Nut consumption and age-related disease

Maturitas. 2016 Feb:84:11-6. doi: 10.1016/j.maturitas.2015.10.014. Epub 2015 Nov 2.


Current knowledge on the effects of nut consumption on human health has rapidly increased in recent years and it now appears that nuts may play a role in the prevention of chronic age-related diseases. Frequent nut consumption has been associated with better metabolic status, decreased body weight as well as lower body weight gain over time and thus reduce the risk of obesity. The effect of nuts on glucose metabolism, blood lipids, and blood pressure is still controversial. However, significant decreased cardiovascular risk has been reported in a number of observational and clinical intervention studies.

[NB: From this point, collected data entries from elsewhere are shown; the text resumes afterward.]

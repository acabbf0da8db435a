//! Retryable iteration over multi-page extraction routines.
//!
//! An extraction routine traverses several pages and yields records as it
//! goes. When a transient failure interrupts it mid-traversal, the only
//! safe way to resynchronize with a stateful site is to replay the whole
//! routine from scratch. [`ResumableStream`] makes that replay invisible
//! to the consumer: it re-derives the records already emitted, verifies
//! each against what was previously delivered, and resumes emission from
//! the cut point. A replay that disagrees with history fails loudly —
//! serving possibly-wrong merged data is worse than failing.
//!
//! The consumer-facing invariant: every record is seen exactly once, in
//! the order the site originally produced it, across any number of
//! retries.

use async_trait::async_trait;
use std::fmt::Debug;
use tracing::{debug, warn};

use crate::error::SessionError;
use crate::retry::RetryPolicy;

// ============================================================================
// Producer
// ============================================================================

/// A lazy sequence of records built by one pass of a navigation routine.
///
/// Producers are recreated from scratch by the factory on each retry;
/// they need no resumption support of their own, only a deterministic
/// order: the same session and site state must yield the same records in
/// the same order on every pass.
#[async_trait]
pub trait Producer<T>: Send {
    /// Pulls the next record; `Ok(None)` signals end-of-data.
    async fn next(&mut self) -> Result<Option<T>, SessionError>;
}

/// Rebuilds the underlying traversal from scratch.
pub type ProducerFactory<T> = Box<dyn FnMut() -> Box<dyn Producer<T> + Send> + Send>;

// ============================================================================
// Resumable Stream
// ============================================================================

/// A lazy record sequence with transparent retry-and-resume.
///
/// Wraps a producer factory; on transient failure the current producer is
/// discarded (one unit of retry budget burnt) and a fresh one is created
/// on the next pull, fast-forwarded through the already-emitted prefix
/// with structural-equality checking.
pub struct ResumableStream<T> {
    factory: ProducerFactory<T>,
    current: Option<Box<dyn Producer<T> + Send>>,
    emitted: Vec<T>,
    remaining: u32,
    policy: RetryPolicy,
}

impl<T> ResumableStream<T>
where
    T: Clone + PartialEq + Debug + Send,
{
    /// Creates a stream over `factory` with the given policy.
    ///
    /// The budget counts producer creations, the first pass included: a
    /// policy of 4 attempts allows at most 3 mid-traversal recreations.
    pub fn new(
        policy: RetryPolicy,
        factory: impl FnMut() -> Box<dyn Producer<T> + Send> + Send + 'static,
    ) -> Self {
        let remaining = policy.max_attempts;
        Self {
            factory: Box::new(factory),
            current: None,
            emitted: Vec::new(),
            remaining,
            policy,
        }
    }

    /// Pulls the next record, retrying and replaying as needed.
    ///
    /// # Errors
    ///
    /// - [`SessionError::ExhaustedRetries`] once the budget is spent;
    /// - [`SessionError::InconsistentRetry`] when a replay disagrees with
    ///   an already-emitted record;
    /// - [`SessionError::ShortReplay`] when a replay ends before covering
    ///   the emitted prefix;
    /// - any non-transient error from the underlying routine, unchanged.
    pub async fn next(&mut self) -> Result<Option<T>, SessionError> {
        loop {
            if self.current.is_none() {
                if self.remaining == 0 {
                    return Err(SessionError::ExhaustedRetries {
                        attempts: self.policy.max_attempts,
                    });
                }
                self.remaining -= 1;
                let mut producer = (self.factory)();

                match self.replay(producer.as_mut()).await {
                    Ok(()) => self.current = Some(producer),
                    Err(error) if self.policy.is_transient(&error) => {
                        debug!(error = %error, "Transient failure during replay, retrying");
                        continue;
                    }
                    Err(error) => return Err(error),
                }
            }

            let producer = self.current.as_mut().expect("producer installed above");
            match producer.next().await {
                Ok(Some(record)) => {
                    self.emitted.push(record.clone());
                    return Ok(Some(record));
                }
                Ok(None) => return Ok(None),
                Err(error) if self.policy.is_transient(&error) => {
                    debug!(error = %error, "Transient failure, recreating producer");
                    self.current = None;
                }
                Err(error) => return Err(error),
            }
        }
    }

    /// Fast-forwards a fresh producer through the emitted prefix.
    ///
    /// Replayed records are compared by structural equality against what
    /// the consumer already holds; they are consumed, never re-emitted.
    async fn replay(&mut self, producer: &mut (dyn Producer<T> + Send)) -> Result<(), SessionError> {
        for (position, sent) in self.emitted.iter().enumerate() {
            match producer.next().await? {
                Some(ref new) if new == sent => {}
                Some(new) => {
                    warn!(position, "Replay mismatch, refusing to resume");
                    return Err(SessionError::InconsistentRetry {
                        position,
                        expected: format!("{sent:?}"),
                        found: format!("{new:?}"),
                    });
                }
                None => {
                    warn!(
                        replayed = position,
                        expected = self.emitted.len(),
                        "Replay ended early, refusing to resume"
                    );
                    return Err(SessionError::ShortReplay {
                        replayed: position,
                        expected: self.emitted.len(),
                    });
                }
            }
        }
        Ok(())
    }

    /// Drains the stream into a vector.
    pub async fn try_collect(mut self) -> Result<Vec<T>, SessionError> {
        let mut records = Vec::new();
        while let Some(record) = self.next().await? {
            records.push(record);
        }
        Ok(records)
    }
}

impl<T> ResumableStream<T>
where
    T: Clone + PartialEq + Debug + Send + Sync + 'static,
{
    /// Adapts the pull interface to a [`futures::Stream`].
    ///
    /// The stream ends after the first error; a permanent failure is the
    /// final item.
    pub fn into_stream(self) -> impl futures::Stream<Item = Result<T, SessionError>> + Send {
        futures::stream::unfold(Some(self), |state| async move {
            let mut stream = state?;
            match stream.next().await {
                Ok(Some(record)) => Some((Ok(record), Some(stream))),
                Ok(None) => None,
                Err(error) => Some((Err(error), None)),
            }
        })
    }
}

// ============================================================================
// Tests
// ============================================================================

#[cfg(test)]
mod tests {
    use super::*;
    use crate::testing::{ScriptedRuns, Step};
    use futures::StreamExt;

    fn rec(s: &str) -> String {
        s.to_string()
    }

    #[tokio::test]
    async fn test_plain_iteration_no_failures() {
        let runs = ScriptedRuns::new(vec![vec![
            Step::Yield(rec("A")),
            Step::Yield(rec("B")),
            Step::Yield(rec("C")),
        ]]);
        let stream = ResumableStream::new(RetryPolicy::default(), runs.factory());

        assert_eq!(stream.try_collect().await.unwrap(), vec!["A", "B", "C"]);
        assert_eq!(runs.invocations(), 1);
    }

    #[tokio::test]
    async fn test_resume_after_mid_traversal_failure() {
        // Attempt 1 yields A, B then fails; attempt 2 replays A, B and
        // continues with C, D. The consumer sees A, B, C, D exactly once.
        let runs = ScriptedRuns::new(vec![
            vec![
                Step::Yield(rec("A")),
                Step::Yield(rec("B")),
                Step::fail(|| SessionError::SessionExpired),
            ],
            vec![
                Step::Yield(rec("A")),
                Step::Yield(rec("B")),
                Step::Yield(rec("C")),
                Step::Yield(rec("D")),
            ],
        ]);
        let stream = ResumableStream::new(RetryPolicy::default(), runs.factory());

        assert_eq!(stream.try_collect().await.unwrap(), vec!["A", "B", "C", "D"]);
        assert_eq!(runs.invocations(), 2);
    }

    #[tokio::test]
    async fn test_failures_at_arbitrary_points_no_duplication() {
        // Three transient failures at different cut points within a
        // 4-attempt budget; order and uniqueness must survive all of them.
        let runs = ScriptedRuns::new(vec![
            vec![Step::fail(|| SessionError::SessionExpired)],
            vec![
                Step::Yield(rec("A")),
                Step::fail(|| SessionError::BrokenPage("popup".into())),
            ],
            vec![
                Step::Yield(rec("A")),
                Step::Yield(rec("B")),
                Step::Yield(rec("C")),
                Step::fail(|| SessionError::SessionExpired),
            ],
            vec![
                Step::Yield(rec("A")),
                Step::Yield(rec("B")),
                Step::Yield(rec("C")),
            ],
        ]);
        let stream = ResumableStream::new(RetryPolicy::default(), runs.factory());

        assert_eq!(stream.try_collect().await.unwrap(), vec!["A", "B", "C"]);
        assert_eq!(runs.invocations(), 4);
    }

    #[tokio::test]
    async fn test_inconsistent_replay_fails_permanently() {
        // Consumer already holds A, B; the replay answers X at position 0.
        let runs = ScriptedRuns::new(vec![
            vec![
                Step::Yield(rec("A")),
                Step::Yield(rec("B")),
                Step::fail(|| SessionError::SessionExpired),
            ],
            vec![Step::Yield(rec("X")), Step::Yield(rec("B"))],
        ]);
        let mut stream = ResumableStream::new(RetryPolicy::default(), runs.factory());

        assert_eq!(stream.next().await.unwrap(), Some(rec("A")));
        assert_eq!(stream.next().await.unwrap(), Some(rec("B")));
        let err = stream.next().await.unwrap_err();
        match err {
            SessionError::InconsistentRetry { position, .. } => assert_eq!(position, 0),
            other => panic!("expected InconsistentRetry, got {other:?}"),
        }
    }

    #[tokio::test]
    async fn test_short_replay_fails_permanently() {
        let runs = ScriptedRuns::new(vec![
            vec![
                Step::Yield(rec("A")),
                Step::Yield(rec("B")),
                Step::Yield(rec("C")),
                Step::fail(|| SessionError::SessionExpired),
            ],
            vec![Step::Yield(rec("A"))],
        ]);
        let mut stream = ResumableStream::new(RetryPolicy::default(), runs.factory());

        for _ in 0..3 {
            stream.next().await.unwrap();
        }
        let err = stream.next().await.unwrap_err();
        match err {
            SessionError::ShortReplay { replayed, expected } => {
                assert_eq!(replayed, 1);
                assert_eq!(expected, 3);
            }
            other => panic!("expected ShortReplay, got {other:?}"),
        }
    }

    #[tokio::test]
    async fn test_budget_exhaustion() {
        // Every attempt fails immediately; after 4 producer creations the
        // stream reports exhaustion and the consumer holds nothing beyond
        // the true prefix (here, nothing).
        let runs: ScriptedRuns<String> = ScriptedRuns::new(vec![
            vec![Step::fail(|| SessionError::SessionExpired)],
            vec![Step::fail(|| SessionError::SessionExpired)],
            vec![Step::fail(|| SessionError::SessionExpired)],
            vec![Step::fail(|| SessionError::SessionExpired)],
        ]);
        let mut stream = ResumableStream::new(RetryPolicy::default(), runs.factory());

        let err = stream.next().await.unwrap_err();
        assert!(matches!(err, SessionError::ExhaustedRetries { attempts: 4 }));
        assert_eq!(runs.invocations(), 4);
    }

    #[tokio::test]
    async fn test_failure_during_replay_burns_budget_and_retries() {
        // Attempt 2 fails while re-deriving the prefix; attempt 3
        // completes the replay and the traversal.
        let runs = ScriptedRuns::new(vec![
            vec![
                Step::Yield(rec("A")),
                Step::fail(|| SessionError::SessionExpired),
            ],
            vec![Step::fail(|| SessionError::SessionExpired)],
            vec![Step::Yield(rec("A")), Step::Yield(rec("B"))],
        ]);
        let stream = ResumableStream::new(RetryPolicy::default(), runs.factory());

        assert_eq!(stream.try_collect().await.unwrap(), vec!["A", "B"]);
        assert_eq!(runs.invocations(), 3);
    }

    #[tokio::test]
    async fn test_permanent_error_propagates_unchanged() {
        let runs = ScriptedRuns::new(vec![vec![
            Step::Yield(rec("A")),
            Step::fail(|| SessionError::Parse("bad payload".into())),
        ]]);
        let mut stream = ResumableStream::new(RetryPolicy::default(), runs.factory());

        assert_eq!(stream.next().await.unwrap(), Some(rec("A")));
        let err = stream.next().await.unwrap_err();
        assert!(matches!(err, SessionError::Parse(_)));
        assert_eq!(runs.invocations(), 1);
    }

    #[tokio::test]
    async fn test_into_stream_adapter() {
        let runs = ScriptedRuns::new(vec![
            vec![
                Step::Yield(rec("A")),
                Step::fail(|| SessionError::SessionExpired),
            ],
            vec![Step::Yield(rec("A")), Step::Yield(rec("B"))],
        ]);
        let stream = ResumableStream::new(RetryPolicy::default(), runs.factory());

        let items: Vec<_> = stream.into_stream().collect().await;
        let values: Vec<_> = items.into_iter().map(Result::unwrap).collect();
        assert_eq!(values, vec!["A", "B"]);
    }

    #[tokio::test]
    async fn test_single_attempt_policy() {
        let runs = ScriptedRuns::new(vec![
            vec![
                Step::Yield(rec("A")),
                Step::fail(|| SessionError::SessionExpired),
            ],
            vec![Step::Yield(rec("A")), Step::Yield(rec("B"))],
        ]);
        let mut stream = ResumableStream::new(RetryPolicy::no_retry(), runs.factory());

        assert_eq!(stream.next().await.unwrap(), Some(rec("A")));
        let err = stream.next().await.unwrap_err();
        assert!(matches!(err, SessionError::ExhaustedRetries { attempts: 1 }));
        assert_eq!(runs.invocations(), 1);
    }
}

Thus, findings from cohort studies show that increased nut consumption is associated with a reduced risk of cardiovascular disease and mortality (especially that due to cardiovascular-related causes). Similarly, nut consumption has been also associated with reduced risk of certain cancers, such as colorectal, endometrial, and pancreatic neoplasms. Evidence regarding nut consumption and neurological or psychiatric disorders is scarce, but a number of studies suggest significant protective effects against depression, mild cognitive disorders and Alzheimer's disease. The underlying mechanisms appear to include antioxidant and anti-inflammatory actions, particularly related to their mono- and polyunsaturated fatty acids (MUFA and PUFA, as well as vitamin and polyphenol content). MUFA have been demonstrated to improve pancreatic beta-cell function and regulation of postprandial glycemia and insulin sensitivity. PUFA may act on the central nervous system protecting neuronal and cell-signaling function and maintenance. The fiber and mineral content of nuts may also confer health benefits. Nuts therefore show promise as useful adjuvants to prevent, delay or ameliorate a number of chronic conditions in older people. Their association with decreased mortality suggests a potential in reducing disease burden, including cardiovascular disease, cancer, and cognitive impairments.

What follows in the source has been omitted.